Il faudra attendre près d'une décennie pour que
la Commission européenne fixe les conditions d'intégration des
considérations environnementales dans les procédures de passation
des marchés publics7. Une année supplémentaire
pour que les chefs d'Etat, lors du Sommet mondial pour le
développement durable de Johannesburg (2002) et forts d'une
prise de conscience des dangers engendrés par l'activité
économique mondiale, évoquent à leur tour
l'opportunité de « marchés publics écologiques
».
Le 3 juin 2003, à travers sa Stratégie
Nationale de Développement Durable, la France propose une
vision plus exhaustive et adopte un programme d'actions " Vers un Etat
exemplaire ", reflet d'une volonté d'éco-responsabilité de
l'Etat.

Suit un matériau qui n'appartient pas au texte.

//! Scenario resolution and evaluation.
//!
//! A scenario directory holds a required `scenario.{ron,toml,json}` and an
//! optional `engine.{ron,toml,json}` with validation and simulation policy.

use crate::loader::{
    DataLoadError, check_duplicate, deserialize_file, find_data_file, require_data_file,
    resolve_name,
};
use crate::schema::{ConnectionData, NodeData, ScenarioData};
use archsim_core::graph::{
    ArchitectureGraph, Connection, NodeKind, ServerNode, ServerResources, USER_NODE_ID,
};
use archsim_core::preset::preset_by_name;
use archsim_core::simulation::{ConfigError, Simulation, SimulationConfig, simulate_with};
use archsim_core::validation::{ValidationConfig, ValidationResult, validate_with};
use serde::Deserialize;
use std::collections::HashMap;
use std::path::Path;

pub const SCENARIO_FILE: &str = "scenario";
pub const ENGINE_FILE: &str = "engine";

// ===========================================================================
// Types
// ===========================================================================

/// Validation and simulation policy for one evaluation.
#[derive(Debug, Clone, Default, PartialEq, Deserialize)]
#[serde(default)]
pub struct EngineConfig {
    pub validation: ValidationConfig,
    pub simulation: SimulationConfig,
}

impl EngineConfig {
    pub fn validated(self) -> Result<Self, ConfigError> {
        Ok(Self {
            simulation: self.simulation.validated()?,
            ..self
        })
    }
}

/// A resolved scenario, ready to evaluate.
#[derive(Debug, Clone, PartialEq)]
pub struct Scenario {
    pub name: Option<String>,
    pub entry_point: Option<String>,
    pub target_throughput: f64,
    pub graph: ArchitectureGraph,
}

/// Validation and simulation outcome for one scenario.
#[derive(Debug, Clone, PartialEq)]
pub struct ScenarioReport {
    pub validation: ValidationResult,
    pub simulation: Simulation,
}

// ===========================================================================
// Loading
// ===========================================================================

/// Load and resolve a scenario file.
pub fn load_scenario(path: &Path) -> Result<Scenario, DataLoadError> {
    let data: ScenarioData = deserialize_file(path)?;
    build_scenario(data, path)
}

/// Load `engine.*` from `dir`, or the defaults if there is none.
pub fn load_engine_config(dir: &Path) -> Result<EngineConfig, DataLoadError> {
    match find_data_file(dir, ENGINE_FILE)? {
        Some(path) => {
            let config: EngineConfig = deserialize_file(&path)?;
            Ok(config.validated()?)
        }
        None => Ok(EngineConfig::default()),
    }
}

/// Load the scenario and engine configuration stored in `dir`.
pub fn load_scenario_dir(dir: &Path) -> Result<(Scenario, EngineConfig), DataLoadError> {
    let scenario = load_scenario(&require_data_file(dir, SCENARIO_FILE)?)?;
    let config = load_engine_config(dir)?;
    Ok((scenario, config))
}

/// Resolve node types, presets and references of a deserialized scenario.
///
/// `file` is only used for error reporting. Duplicate node or connection
/// ids and connections to undeclared nodes are rejected; `user` is always a
/// valid connection source or target.
pub fn build_scenario(data: ScenarioData, file: &Path) -> Result<Scenario, DataLoadError> {
    if !data.target_throughput.is_finite() || data.target_throughput < 0.0 {
        return Err(DataLoadError::Parse {
            file: file.to_path_buf(),
            detail: format!(
                "target_throughput must be a non-negative number, got {}",
                data.target_throughput
            ),
        });
    }

    let mut node_ids: HashMap<String, NodeKind> = HashMap::new();
    let mut nodes = Vec::with_capacity(data.nodes.len());
    for entry in &data.nodes {
        check_duplicate(&node_ids, &entry.id, file)?;
        let node = resolve_node(entry, file)?;
        node_ids.insert(node.id.clone(), node.kind);
        nodes.push(node);
    }

    let mut edge_ids: HashMap<String, usize> = HashMap::new();
    let mut connections = Vec::with_capacity(data.connections.len());
    for (position, entry) in data.connections.iter().enumerate() {
        for endpoint in [&entry.source, &entry.target] {
            if endpoint != USER_NODE_ID {
                resolve_name(&node_ids, endpoint, file, "node")?;
            }
        }
        let conn = resolve_connection(position, entry);
        check_duplicate(&edge_ids, &conn.id, file)?;
        edge_ids.insert(conn.id.clone(), position);
        connections.push(conn);
    }

    let graph = ArchitectureGraph {
        nodes,
        connections,
        ..ArchitectureGraph::default()
    };
    let entry_point = data
        .entry_point
        .or_else(|| graph.entry_point().map(|n| n.id.clone()));

    tracing::debug!(
        file = %file.display(),
        nodes = graph.nodes.len(),
        edges = graph.connections.len(),
        entry_point = entry_point.as_deref().unwrap_or("<none>"),
        "scenario resolved"
    );

    Ok(Scenario {
        name: data.name,
        entry_point,
        target_throughput: data.target_throughput,
        graph,
    })
}

fn resolve_node(data: &NodeData, file: &Path) -> Result<ServerNode, DataLoadError> {
    let kind: NodeKind = data
        .kind
        .parse()
        .map_err(|_| DataLoadError::UnresolvedRef {
            file: file.to_path_buf(),
            name: data.kind.clone(),
            expected_kind: "node type",
        })?;

    let resources = match (&data.resources, &data.preset) {
        (Some(_), Some(_)) => {
            return Err(DataLoadError::Parse {
                file: file.to_path_buf(),
                detail: format!("node '{}' sets both `preset` and `resources`", data.id),
            });
        }
        (Some(r), None) => ServerResources::new(r.cpu, r.cpu_cores, r.memory, r.network_bandwidth),
        (None, Some(name)) => {
            preset_by_name(name)
                .ok_or_else(|| DataLoadError::UnresolvedRef {
                    file: file.to_path_buf(),
                    name: name.clone(),
                    expected_kind: "preset",
                })?
                .resources
        }
        (None, None) => kind.default_resources(),
    };

    let mut node = ServerNode::new(data.id.clone(), kind).with_resources(resources);
    node.label = data.label.clone().or_else(|| data.preset.clone());
    Ok(node)
}

fn resolve_connection(position: usize, data: &ConnectionData) -> Connection {
    let id = data
        .id
        .clone()
        .unwrap_or_else(|| format!("edge_{position}"));
    let conn = Connection::new(id, data.source.clone(), data.target.clone());
    match data.bandwidth {
        Some(bandwidth) => conn.with_bandwidth(bandwidth),
        None => conn,
    }
}

// ===========================================================================
// Evaluation
// ===========================================================================

/// Validate and simulate `scenario` under `config`.
pub fn evaluate_scenario(scenario: &Scenario, config: &EngineConfig) -> ScenarioReport {
    let validation = validate_with(
        &scenario.graph,
        scenario.entry_point.as_deref(),
        &config.validation,
    );
    let simulation = simulate_with(
        &scenario.graph,
        scenario.target_throughput,
        &config.simulation,
    );
    ScenarioReport {
        validation,
        simulation,
    }
}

Il est fait référence à « l'achat public
durable » en tant qu'un ensemble d'exigences, spécifications
et critères en faveur de la protection et de la mise en valeur de
l'environnement, du progrès social et favorisant le développement
économique, notamment par la recherche de l'efficacité,
d'amélioration de la qualité des prestations et d'optimisation
complète des coûts.
L'année suivante, alors que le Parlement
européen et le Conseil de l'UE complètent et renforcent le cadre
juridique existant, en appuyant fortement l'intégration des
critères
6 Paragraphe 4.23, inscrit au chapitre 4 «
Modification des modes de consommation ».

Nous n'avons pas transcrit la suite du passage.